#### Task instructions
Take the entries that follow and return exactly the lines from the one holding "#[derive(Debug, Clone, Serialize, Deserialize, Default)]" through the one holding "mod discovery;", both included. Nothing else is needed.

#### Task input

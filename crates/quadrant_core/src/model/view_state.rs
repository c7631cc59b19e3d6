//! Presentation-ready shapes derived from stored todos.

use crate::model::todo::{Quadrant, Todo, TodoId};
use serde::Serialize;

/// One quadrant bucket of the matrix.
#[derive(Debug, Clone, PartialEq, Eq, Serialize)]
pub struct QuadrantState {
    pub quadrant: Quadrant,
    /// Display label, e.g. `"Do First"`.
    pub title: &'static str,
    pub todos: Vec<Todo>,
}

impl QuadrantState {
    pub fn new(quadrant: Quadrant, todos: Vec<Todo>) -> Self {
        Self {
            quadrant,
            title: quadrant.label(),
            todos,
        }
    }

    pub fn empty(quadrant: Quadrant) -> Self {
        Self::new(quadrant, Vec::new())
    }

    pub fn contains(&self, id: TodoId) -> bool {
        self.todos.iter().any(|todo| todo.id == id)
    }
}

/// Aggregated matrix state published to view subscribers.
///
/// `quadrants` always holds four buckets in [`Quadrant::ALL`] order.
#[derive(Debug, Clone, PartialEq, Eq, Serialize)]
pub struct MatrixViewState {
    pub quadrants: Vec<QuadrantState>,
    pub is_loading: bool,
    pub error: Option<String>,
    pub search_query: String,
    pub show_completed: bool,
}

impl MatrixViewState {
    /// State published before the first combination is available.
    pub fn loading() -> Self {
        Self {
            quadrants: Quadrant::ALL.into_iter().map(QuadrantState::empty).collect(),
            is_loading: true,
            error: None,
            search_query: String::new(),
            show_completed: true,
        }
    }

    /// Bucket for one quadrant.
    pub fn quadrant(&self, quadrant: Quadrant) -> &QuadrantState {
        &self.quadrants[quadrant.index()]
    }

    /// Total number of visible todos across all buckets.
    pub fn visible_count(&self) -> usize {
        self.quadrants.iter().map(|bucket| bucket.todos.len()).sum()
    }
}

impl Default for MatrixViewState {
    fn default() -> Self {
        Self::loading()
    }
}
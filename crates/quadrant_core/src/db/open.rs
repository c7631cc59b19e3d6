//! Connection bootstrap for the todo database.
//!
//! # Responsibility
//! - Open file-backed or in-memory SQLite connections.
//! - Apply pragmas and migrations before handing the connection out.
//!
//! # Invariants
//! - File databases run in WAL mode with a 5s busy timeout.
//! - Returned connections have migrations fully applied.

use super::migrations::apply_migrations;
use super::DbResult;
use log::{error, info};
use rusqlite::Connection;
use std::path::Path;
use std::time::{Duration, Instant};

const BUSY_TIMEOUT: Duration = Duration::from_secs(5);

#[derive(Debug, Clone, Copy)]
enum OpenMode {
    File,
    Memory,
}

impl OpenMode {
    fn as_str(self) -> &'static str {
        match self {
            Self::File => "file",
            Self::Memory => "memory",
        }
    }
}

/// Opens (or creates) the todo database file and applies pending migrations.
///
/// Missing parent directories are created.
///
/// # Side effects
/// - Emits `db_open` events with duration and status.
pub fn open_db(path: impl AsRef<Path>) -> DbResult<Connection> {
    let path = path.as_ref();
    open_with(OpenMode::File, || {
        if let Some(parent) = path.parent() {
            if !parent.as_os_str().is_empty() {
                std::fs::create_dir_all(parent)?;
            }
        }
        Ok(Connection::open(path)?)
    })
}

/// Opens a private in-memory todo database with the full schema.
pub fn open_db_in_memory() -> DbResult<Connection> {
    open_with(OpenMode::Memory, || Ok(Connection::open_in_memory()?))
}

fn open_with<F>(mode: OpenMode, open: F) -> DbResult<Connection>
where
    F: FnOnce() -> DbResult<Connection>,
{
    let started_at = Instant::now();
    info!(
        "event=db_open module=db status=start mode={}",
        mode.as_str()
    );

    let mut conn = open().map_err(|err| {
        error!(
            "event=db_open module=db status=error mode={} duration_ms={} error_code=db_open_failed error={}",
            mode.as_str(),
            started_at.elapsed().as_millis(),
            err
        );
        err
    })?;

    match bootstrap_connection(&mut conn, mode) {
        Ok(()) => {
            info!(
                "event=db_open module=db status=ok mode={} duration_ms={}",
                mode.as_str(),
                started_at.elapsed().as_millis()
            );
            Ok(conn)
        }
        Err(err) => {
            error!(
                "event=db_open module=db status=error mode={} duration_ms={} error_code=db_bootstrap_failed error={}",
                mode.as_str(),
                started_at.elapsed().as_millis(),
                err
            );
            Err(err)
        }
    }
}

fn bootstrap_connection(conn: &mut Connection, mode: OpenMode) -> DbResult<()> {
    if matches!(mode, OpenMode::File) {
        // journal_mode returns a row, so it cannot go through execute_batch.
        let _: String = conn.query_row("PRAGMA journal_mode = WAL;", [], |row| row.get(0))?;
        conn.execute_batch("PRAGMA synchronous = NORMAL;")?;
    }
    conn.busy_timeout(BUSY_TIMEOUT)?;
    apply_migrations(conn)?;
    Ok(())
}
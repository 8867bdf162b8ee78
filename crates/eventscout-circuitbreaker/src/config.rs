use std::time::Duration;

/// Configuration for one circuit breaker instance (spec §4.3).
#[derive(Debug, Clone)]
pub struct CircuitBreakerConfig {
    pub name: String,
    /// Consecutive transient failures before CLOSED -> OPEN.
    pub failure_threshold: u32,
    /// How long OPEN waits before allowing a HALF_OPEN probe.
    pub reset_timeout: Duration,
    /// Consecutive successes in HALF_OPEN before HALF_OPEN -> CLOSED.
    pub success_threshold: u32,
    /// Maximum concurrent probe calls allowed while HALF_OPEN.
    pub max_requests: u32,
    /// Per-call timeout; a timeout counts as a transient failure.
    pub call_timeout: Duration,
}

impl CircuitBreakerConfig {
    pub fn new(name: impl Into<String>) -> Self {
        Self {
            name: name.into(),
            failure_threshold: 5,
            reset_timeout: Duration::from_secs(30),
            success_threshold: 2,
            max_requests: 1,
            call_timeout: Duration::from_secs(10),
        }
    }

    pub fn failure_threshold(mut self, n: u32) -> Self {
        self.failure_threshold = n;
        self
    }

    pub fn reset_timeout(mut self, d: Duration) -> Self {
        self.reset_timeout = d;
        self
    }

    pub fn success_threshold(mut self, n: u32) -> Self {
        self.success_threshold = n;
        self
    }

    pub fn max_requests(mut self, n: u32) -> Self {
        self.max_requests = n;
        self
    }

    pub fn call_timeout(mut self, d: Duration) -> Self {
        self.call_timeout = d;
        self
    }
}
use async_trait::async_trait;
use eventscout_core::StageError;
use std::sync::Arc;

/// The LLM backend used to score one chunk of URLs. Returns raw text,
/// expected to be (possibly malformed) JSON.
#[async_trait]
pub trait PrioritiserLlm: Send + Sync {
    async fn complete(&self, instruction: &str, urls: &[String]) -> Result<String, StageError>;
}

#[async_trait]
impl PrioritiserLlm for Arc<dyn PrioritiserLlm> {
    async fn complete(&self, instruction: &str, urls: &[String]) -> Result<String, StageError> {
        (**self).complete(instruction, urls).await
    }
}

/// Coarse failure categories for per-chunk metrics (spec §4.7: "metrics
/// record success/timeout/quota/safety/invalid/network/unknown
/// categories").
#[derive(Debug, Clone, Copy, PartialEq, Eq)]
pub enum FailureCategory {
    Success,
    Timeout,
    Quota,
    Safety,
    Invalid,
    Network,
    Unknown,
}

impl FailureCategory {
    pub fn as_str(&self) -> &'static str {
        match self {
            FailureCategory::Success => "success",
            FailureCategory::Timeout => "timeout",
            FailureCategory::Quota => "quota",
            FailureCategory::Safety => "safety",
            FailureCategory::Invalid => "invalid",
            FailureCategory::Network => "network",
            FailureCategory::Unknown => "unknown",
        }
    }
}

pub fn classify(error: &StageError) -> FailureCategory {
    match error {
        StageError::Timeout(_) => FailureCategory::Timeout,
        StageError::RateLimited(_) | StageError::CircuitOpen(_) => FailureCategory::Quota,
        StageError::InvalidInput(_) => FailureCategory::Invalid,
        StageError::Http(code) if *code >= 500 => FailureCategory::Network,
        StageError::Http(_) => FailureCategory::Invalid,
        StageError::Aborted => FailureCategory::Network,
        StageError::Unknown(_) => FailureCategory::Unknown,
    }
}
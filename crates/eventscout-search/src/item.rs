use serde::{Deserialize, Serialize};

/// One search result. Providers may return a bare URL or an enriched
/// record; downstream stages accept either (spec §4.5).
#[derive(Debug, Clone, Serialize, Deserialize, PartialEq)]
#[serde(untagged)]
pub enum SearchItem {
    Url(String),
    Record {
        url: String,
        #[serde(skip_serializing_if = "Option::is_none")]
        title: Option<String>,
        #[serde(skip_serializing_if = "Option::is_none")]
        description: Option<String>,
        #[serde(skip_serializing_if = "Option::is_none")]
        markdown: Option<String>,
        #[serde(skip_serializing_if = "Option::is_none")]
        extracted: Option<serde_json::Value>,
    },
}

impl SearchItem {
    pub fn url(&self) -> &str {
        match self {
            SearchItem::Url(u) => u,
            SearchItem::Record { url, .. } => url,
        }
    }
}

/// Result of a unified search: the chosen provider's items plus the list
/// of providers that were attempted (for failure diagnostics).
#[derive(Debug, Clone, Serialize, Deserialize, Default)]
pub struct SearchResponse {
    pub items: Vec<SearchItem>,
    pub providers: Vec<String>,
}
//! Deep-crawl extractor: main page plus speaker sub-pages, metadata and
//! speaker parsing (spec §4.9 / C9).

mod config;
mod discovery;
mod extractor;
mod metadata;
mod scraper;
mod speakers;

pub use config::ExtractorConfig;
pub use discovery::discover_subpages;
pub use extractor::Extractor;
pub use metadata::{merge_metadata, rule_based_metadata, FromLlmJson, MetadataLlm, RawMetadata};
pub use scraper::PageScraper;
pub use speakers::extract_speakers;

...

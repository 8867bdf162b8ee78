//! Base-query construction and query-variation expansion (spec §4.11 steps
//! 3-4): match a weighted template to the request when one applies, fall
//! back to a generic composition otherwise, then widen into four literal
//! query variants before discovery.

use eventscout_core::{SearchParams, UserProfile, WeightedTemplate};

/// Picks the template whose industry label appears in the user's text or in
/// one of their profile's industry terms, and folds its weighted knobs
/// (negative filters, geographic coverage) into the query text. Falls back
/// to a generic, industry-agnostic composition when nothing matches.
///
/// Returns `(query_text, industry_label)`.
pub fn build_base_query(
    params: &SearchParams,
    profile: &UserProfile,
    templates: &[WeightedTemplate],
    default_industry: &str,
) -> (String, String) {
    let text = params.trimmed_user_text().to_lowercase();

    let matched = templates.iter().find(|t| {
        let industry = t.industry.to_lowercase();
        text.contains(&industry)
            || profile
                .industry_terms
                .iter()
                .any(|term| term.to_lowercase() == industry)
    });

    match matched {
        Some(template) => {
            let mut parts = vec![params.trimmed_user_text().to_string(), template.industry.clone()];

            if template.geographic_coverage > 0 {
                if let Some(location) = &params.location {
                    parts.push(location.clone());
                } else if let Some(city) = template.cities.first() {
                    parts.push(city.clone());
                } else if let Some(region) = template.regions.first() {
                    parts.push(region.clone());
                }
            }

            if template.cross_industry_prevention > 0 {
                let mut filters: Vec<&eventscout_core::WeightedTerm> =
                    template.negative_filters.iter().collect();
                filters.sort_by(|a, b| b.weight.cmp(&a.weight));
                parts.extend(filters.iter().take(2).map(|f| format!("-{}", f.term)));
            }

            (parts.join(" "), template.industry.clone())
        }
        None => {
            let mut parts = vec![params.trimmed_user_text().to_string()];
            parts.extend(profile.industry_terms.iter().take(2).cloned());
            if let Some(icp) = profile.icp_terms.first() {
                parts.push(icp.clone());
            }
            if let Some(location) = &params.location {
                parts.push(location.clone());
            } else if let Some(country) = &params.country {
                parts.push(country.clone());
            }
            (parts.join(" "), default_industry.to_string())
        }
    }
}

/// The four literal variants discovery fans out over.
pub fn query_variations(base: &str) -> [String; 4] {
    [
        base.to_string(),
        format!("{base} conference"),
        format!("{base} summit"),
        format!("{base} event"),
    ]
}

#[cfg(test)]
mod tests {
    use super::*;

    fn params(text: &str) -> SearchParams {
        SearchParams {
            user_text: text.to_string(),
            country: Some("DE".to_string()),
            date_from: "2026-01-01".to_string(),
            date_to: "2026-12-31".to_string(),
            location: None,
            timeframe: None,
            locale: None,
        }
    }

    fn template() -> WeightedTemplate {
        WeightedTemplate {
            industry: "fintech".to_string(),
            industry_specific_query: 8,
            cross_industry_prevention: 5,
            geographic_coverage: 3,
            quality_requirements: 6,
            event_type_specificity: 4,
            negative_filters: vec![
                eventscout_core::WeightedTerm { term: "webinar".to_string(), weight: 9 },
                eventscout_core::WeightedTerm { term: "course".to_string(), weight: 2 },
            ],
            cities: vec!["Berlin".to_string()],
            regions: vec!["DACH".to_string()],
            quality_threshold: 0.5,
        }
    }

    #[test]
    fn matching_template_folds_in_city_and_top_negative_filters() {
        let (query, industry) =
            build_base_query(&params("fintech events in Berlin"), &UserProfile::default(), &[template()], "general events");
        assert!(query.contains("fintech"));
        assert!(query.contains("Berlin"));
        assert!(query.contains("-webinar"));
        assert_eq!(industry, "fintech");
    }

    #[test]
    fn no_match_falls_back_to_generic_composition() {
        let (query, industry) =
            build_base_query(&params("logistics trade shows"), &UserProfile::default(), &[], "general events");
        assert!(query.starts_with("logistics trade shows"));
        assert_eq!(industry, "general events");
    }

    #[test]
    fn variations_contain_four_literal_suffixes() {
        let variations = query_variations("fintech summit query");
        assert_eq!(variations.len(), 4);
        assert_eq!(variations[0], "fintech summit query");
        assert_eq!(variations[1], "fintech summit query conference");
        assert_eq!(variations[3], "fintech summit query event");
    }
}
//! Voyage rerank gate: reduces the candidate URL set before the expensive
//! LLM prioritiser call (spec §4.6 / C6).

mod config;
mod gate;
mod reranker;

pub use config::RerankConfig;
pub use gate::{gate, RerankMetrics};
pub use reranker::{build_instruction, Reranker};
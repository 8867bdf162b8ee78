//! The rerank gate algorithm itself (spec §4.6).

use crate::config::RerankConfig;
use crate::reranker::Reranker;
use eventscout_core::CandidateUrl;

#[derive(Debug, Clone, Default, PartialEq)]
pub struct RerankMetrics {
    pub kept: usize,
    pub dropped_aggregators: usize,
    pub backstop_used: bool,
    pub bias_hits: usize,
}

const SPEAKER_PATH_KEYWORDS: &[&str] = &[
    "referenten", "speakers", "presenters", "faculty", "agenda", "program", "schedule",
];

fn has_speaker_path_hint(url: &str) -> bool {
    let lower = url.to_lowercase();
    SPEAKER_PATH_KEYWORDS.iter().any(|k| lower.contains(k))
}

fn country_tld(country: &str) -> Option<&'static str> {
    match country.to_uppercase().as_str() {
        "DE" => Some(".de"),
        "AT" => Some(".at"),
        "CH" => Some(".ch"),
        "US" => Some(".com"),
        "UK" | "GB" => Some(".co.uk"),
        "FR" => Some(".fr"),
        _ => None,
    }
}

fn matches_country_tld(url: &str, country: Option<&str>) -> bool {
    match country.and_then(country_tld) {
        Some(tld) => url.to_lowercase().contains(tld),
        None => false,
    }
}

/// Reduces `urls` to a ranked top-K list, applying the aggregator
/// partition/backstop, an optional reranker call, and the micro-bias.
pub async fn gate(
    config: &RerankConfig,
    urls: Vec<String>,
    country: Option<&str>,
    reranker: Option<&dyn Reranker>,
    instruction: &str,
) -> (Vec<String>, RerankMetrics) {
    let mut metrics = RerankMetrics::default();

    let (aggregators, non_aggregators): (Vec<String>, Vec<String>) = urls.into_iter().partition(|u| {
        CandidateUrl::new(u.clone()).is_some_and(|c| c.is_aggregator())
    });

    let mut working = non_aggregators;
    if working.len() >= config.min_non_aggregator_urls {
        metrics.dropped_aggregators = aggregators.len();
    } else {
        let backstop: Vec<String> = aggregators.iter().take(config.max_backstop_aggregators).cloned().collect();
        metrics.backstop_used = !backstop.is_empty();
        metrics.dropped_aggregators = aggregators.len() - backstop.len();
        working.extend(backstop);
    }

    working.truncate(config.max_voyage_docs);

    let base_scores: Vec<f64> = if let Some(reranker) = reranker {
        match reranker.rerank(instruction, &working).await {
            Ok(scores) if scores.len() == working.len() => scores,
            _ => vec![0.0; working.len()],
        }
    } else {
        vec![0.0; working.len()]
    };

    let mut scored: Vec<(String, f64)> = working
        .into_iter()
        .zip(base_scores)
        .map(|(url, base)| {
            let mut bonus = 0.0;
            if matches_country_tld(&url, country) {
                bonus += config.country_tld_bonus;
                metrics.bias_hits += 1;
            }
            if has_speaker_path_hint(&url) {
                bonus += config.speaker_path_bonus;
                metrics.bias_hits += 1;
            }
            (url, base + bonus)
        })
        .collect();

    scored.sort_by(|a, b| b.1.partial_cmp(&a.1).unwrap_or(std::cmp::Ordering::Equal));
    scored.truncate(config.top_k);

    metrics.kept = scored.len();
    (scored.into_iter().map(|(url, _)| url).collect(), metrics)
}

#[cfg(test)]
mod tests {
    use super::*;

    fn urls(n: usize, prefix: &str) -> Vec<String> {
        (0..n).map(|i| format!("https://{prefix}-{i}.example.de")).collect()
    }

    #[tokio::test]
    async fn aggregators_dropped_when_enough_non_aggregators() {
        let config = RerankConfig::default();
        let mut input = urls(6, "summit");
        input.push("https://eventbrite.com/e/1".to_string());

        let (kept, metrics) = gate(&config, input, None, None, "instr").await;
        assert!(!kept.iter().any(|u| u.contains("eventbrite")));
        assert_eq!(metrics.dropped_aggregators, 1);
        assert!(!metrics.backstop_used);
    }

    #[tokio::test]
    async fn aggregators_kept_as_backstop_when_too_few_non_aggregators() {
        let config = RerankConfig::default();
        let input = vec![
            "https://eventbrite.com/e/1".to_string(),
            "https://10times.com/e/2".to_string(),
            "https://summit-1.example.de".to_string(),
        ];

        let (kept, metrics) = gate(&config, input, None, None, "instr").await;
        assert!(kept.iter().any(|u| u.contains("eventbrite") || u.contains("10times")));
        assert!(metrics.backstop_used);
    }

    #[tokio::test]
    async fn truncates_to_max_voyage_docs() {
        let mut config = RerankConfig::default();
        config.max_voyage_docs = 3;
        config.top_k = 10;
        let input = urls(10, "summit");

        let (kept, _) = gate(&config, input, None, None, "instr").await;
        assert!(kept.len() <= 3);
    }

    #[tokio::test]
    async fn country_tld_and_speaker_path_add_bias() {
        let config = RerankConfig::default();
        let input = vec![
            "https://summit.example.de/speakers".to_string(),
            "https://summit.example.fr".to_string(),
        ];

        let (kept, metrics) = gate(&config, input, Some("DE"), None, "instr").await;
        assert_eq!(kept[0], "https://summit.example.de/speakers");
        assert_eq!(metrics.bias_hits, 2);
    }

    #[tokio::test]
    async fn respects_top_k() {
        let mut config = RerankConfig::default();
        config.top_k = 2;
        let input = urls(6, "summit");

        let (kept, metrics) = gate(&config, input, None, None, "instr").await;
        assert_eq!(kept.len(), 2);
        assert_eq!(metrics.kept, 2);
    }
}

#### Answer to the exercise
#[derive(Debug, Clone, Serialize, Deserialize, Default)]
pub struct SearchResponse {
    pub items: Vec<SearchItem>,
    pub providers: Vec<String>,
}
//! Deep-crawl extractor: main page plus speaker sub-pages, metadata and
//! speaker parsing (spec §4.9 / C9).

mod config;
mod discovery;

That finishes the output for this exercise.